Working with Patterns in Queries

About this module

You have learned how to query nodes and relationships in a graph using simple patterns and also how to use the WHERE clause for filtering queries.

At the end of this module, you will write Cypher statements to:

  • Specify multiple MATCH patterns.

  • Specify multiple MATCH clauses.

  • Specify varying length paths.

  • Return a subgraph.

  • Specify OPTIONAL in a query.

Traversal in a MATCH clause

Suppose we want to find all of the followers of people who reviewed the movie, The Replacements.

Here is the query:

MATCH (follower:Person)-[:FOLLOWS]->(reviewer:Person)-[:REVIEWED]->(m:Movie)
WHERE m.title = 'The Replacements'
RETURN follower.name, reviewer.name

Here is the result:

TheReplacements

Here is the traversal that the graph engine performed. It first found the movie, The Replacements. Then it found all Person nodes that reviewed that movie, Angela, Jessica, and James. Then it found all Person nodes who follow the people who reviewed the movie, Paul, Angela, and James. In all, six relationships were traversed.

TheReplacementsTraversal

Specifying multiple patterns in a MATCH

Up until now, you have specified a single MATCH pattern in a query with filtering in a WHERE clause. You can specify multiple patterns in a MATCH clause.

Suppose we want to write queries that focus on movies released in the year 2000. Here are the nodes and relationships for these movies:

Movies2000

This MATCH clause includes a pattern specified by two paths separated by a comma:

MATCH (a:Person)-[:ACTED_IN]->(m:Movie),
      (m)<-[:DIRECTED]-(d:Person)
WHERE m.released = 2000
RETURN a.name, m.title, d.name

It returns all Person nodes for people who acted in these three movies and using that same movie node, m it retrieves the Person node who is the director for that movie, m.

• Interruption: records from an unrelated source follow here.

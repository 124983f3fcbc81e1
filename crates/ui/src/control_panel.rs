//! The one egui window. Shows what the active scene is doing and exposes the
//! handful of knobs the demos respond to: a manual thunder strike, concert
//! start/stop, and camera presets.

use bevy::prelude::*;
use bevy_egui::{egui, EguiContexts};

use effects::concert::{ConcertCommand, ConcertPhase, ConcertState};
use effects::rain::RainState;
use effects::rng::SessionSeed;
use effects::thunder::{ThunderState, ThunderTrigger};
use rendering::camera::CameraTarget;
use scenes::ActiveScene;

/// Whether the control panel is visible. Starts open; F1 toggles.
#[derive(Resource)]
pub struct ControlPanelVisible(pub bool);

impl Default for ControlPanelVisible {
    fn default() -> Self {
        ControlPanelVisible(true)
    }
}

pub fn panel_keybinds(keys: Res<ButtonInput<KeyCode>>, mut visible: ResMut<ControlPanelVisible>) {
    if keys.just_pressed(KeyCode::F1) {
        visible.0 = !visible.0;
    }
}

#[allow(clippy::too_many_arguments)]
pub fn control_panel_ui(
    mut contexts: EguiContexts,
    mut visible: ResMut<ControlPanelVisible>,
    scene: Res<ActiveScene>,
    seed: Res<SessionSeed>,
    rain: Option<Res<RainState>>,
    thunder: Res<ThunderState>,
    concert: Res<ConcertState>,
    mut thunder_triggers: EventWriter<ThunderTrigger>,
    mut concert_commands: EventWriter<ConcertCommand>,
    mut camera_target: ResMut<CameraTarget>,
) {
    if !visible.0 {
        return;
    }

    let mut open = true;
    egui::Window::new(scene.0.title())
        .open(&mut open)
        .resizable(false)
        .default_width(220.0)
        .show(contexts.ctx_mut(), |ui| {
            ui.spacing_mut().item_spacing.y = 6.0;

            ui.label(format!("Seed: {}", seed.0));
            if let Some(rain) = &rain {
                ui.label(format!("Rain drops: {}", rain.len()));
            }
            ui.label(format!("Thunder strikes: {}", thunder.strikes));

            ui.separator();

            if ui.button("Strike thunder").clicked() {
                thunder_triggers.send(ThunderTrigger);
            }

            match concert.phase {
                ConcertPhase::Idle => {
                    if ui.button("Start concert").clicked() {
                        concert_commands.send(ConcertCommand::Start);
                    }
                }
                ConcertPhase::Playing => {
                    if ui.button("Stop concert").clicked() {
                        concert_commands.send(ConcertCommand::Stop);
                    }
                }
            }

            ui.separator();

            ui.label("Camera:");
            ui.horizontal(|ui| {
                if ui.button("Front").clicked() {
                    camera_target.set(Vec3::new(0.0, 1.0, 0.0), 0.0, 0.25, 12.0);
                }
                if ui.button("Top").clicked() {
                    camera_target.set(Vec3::ZERO, 0.0, 1.4, 20.0);
                }
                if ui.button("Side").clicked() {
                    camera_target.set(
                        Vec3::new(0.0, 1.0, 0.0),
                        std::f32::consts::FRAC_PI_2,
                        0.25,
                        12.0,
                    );
                }
            });

            ui.separator();
            ui.small("Right drag: orbit. Scroll: zoom. WASD: pan. F1: hide.");
        });

    if !open {
        visible.0 = false;
    }
}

Here is the result of executing this query:

Movies2000ActorsDirectors

It returns 15 rows, one for each actor with the associated movie title and name of the director for that particular movie. When multiple patterns are specified in a MATCH clause, no relationship is traversed more than one time.

Specifying a single pattern

However, a better way to write this same query would be:

MATCH (a:Person)-[:ACTED_IN]->(m:Movie)<-[:DIRECTED]-(d:Person)
WHERE m.released = 2000
RETURN a.name, m.title, d.name

There are, however, some queries where you will need to specify two or more patterns. Multiple patterns are used when a query is complex and cannot be satisfied with a single pattern. This is useful when you are looking for a specific node in the graph and want to connect it to a different node. You can learn about creating nodes and relationships in the course, Creating Nodes and Relationships in Neo4j 4.x.

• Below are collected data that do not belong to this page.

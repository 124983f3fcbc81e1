//! Glass orb under bloom. A transmissive sphere slowly rotates between two
//! sea-tinted directional lights; the HDR camera gets bloom and a filmic
//! tonemap bolted on after it spawns.

use bevy::core_pipeline::bloom::Bloom;
use bevy::core_pipeline::tonemapping::Tonemapping;
use bevy::prelude::*;

use rendering::camera::{setup_camera, OrbitCamera};

use crate::object_playground::Spin;

pub struct MirrorCubePlugin;

impl Plugin for MirrorCubePlugin {
    fn build(&self, app: &mut App) {
        app.insert_resource(OrbitCamera {
            focus: Vec3::new(0.0, 1.5, 0.0),
            yaw: 0.8,
            pitch: 0.15,
            distance: 9.0,
        })
        .add_systems(
            Startup,
            (setup_mirror_scene, attach_bloom.after(setup_camera)),
        )
        .add_systems(Update, crate::object_playground::spin_objects);
    }
}

fn setup_mirror_scene(
    mut commands: Commands,
    mut meshes: ResMut<Assets<Mesh>>,
    mut materials: ResMut<Assets<StandardMaterial>>,
) {
    commands.insert_resource(ClearColor(Color::srgb(0.01, 0.02, 0.02)));
    commands.insert_resource(AmbientLight {
        color: Color::srgb(0.7, 1.0, 0.95),
        brightness: 80.0,
    });

    // lightseagreen / seagreen key and fill.
    commands.spawn((
        DirectionalLight {
            color: Color::srgb_u8(0x20, 0xb2, 0xaa),
            illuminance: 6_000.0,
            ..default()
        },
        Transform::from_xyz(5.0, 6.0, 4.0).looking_at(Vec3::new(0.0, 1.5, 0.0), Vec3::Y),
    ));
    commands.spawn((
        DirectionalLight {
            color: Color::srgb_u8(0x2e, 0x8b, 0x57),
            illuminance: 3_000.0,
            ..default()
        },
        Transform::from_xyz(-5.0, 3.0, -4.0).looking_at(Vec3::new(0.0, 1.5, 0.0), Vec3::Y),
    ));

    // Floor, so the transmission has something to refract.
    commands.spawn((
        Mesh3d(meshes.add(Plane3d::new(Vec3::Y, Vec2::splat(14.0)))),
        MeshMaterial3d(materials.add(StandardMaterial {
            base_color: Color::srgb(0.05, 0.1, 0.09),
            perceptual_roughness: 0.6,
            ..default()
        })),
        Transform::from_xyz(0.0, -1.0, 0.0),
    ));

    commands.spawn((
        Mesh3d(meshes.add(Sphere::new(1.0))),
        MeshMaterial3d(materials.add(StandardMaterial {
            base_color: Color::WHITE,
            specular_transmission: 1.0,
            thickness: 1.8,
            ior: 1.45,
            perceptual_roughness: 0.05,
            clearcoat: 1.0,
            clearcoat_perceptual_roughness: 0.1,
            ..default()
        })),
        Transform::from_xyz(0.0, 1.5, 0.0).with_scale(Vec3::splat(2.5)),
        Spin {
            axis: Vec3::new(0.2, 1.0, 0.1).normalize(),
            rate: 0.25,
        },
    ));
}

fn attach_bloom(mut commands: Commands, cameras: Query<Entity, With<Camera3d>>) {
    for camera in &cameras {
        commands
            .entity(camera)
            .insert((Bloom::NATURAL, Tonemapping::TonyMcMapface));
    }
}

Example: Using two patterns in a MATCH

Here are some examples of specifying two paths in a MATCH clause.

In the first example, we want the actors that worked with Keanu Reeves to meet Hugo Weaving, who has worked with Keanu Reeves. Here we retrieve the actors who acted in the same movies as Keanu Reeves, but not when Hugo Weaving acted in the same movie. To do this, we specify two paths for the MATCH:

MATCH (keanu:Person)-[:ACTED_IN]->(movie:Movie)<-[:ACTED_IN]-(n:Person),
     (hugo:Person)
WHERE keanu.name='Keanu Reeves' AND
      hugo.name='Hugo Weaving'
AND NOT (hugo)-[:ACTED_IN]->(movie)
RETURN n.name

When you perform this type of query, you may see a warning in the query edit pane stating that the pattern represents a cartesian product and may require a lot of resources to perform the query. You only perform these types of queries if you know the data well and the implications of doing the query.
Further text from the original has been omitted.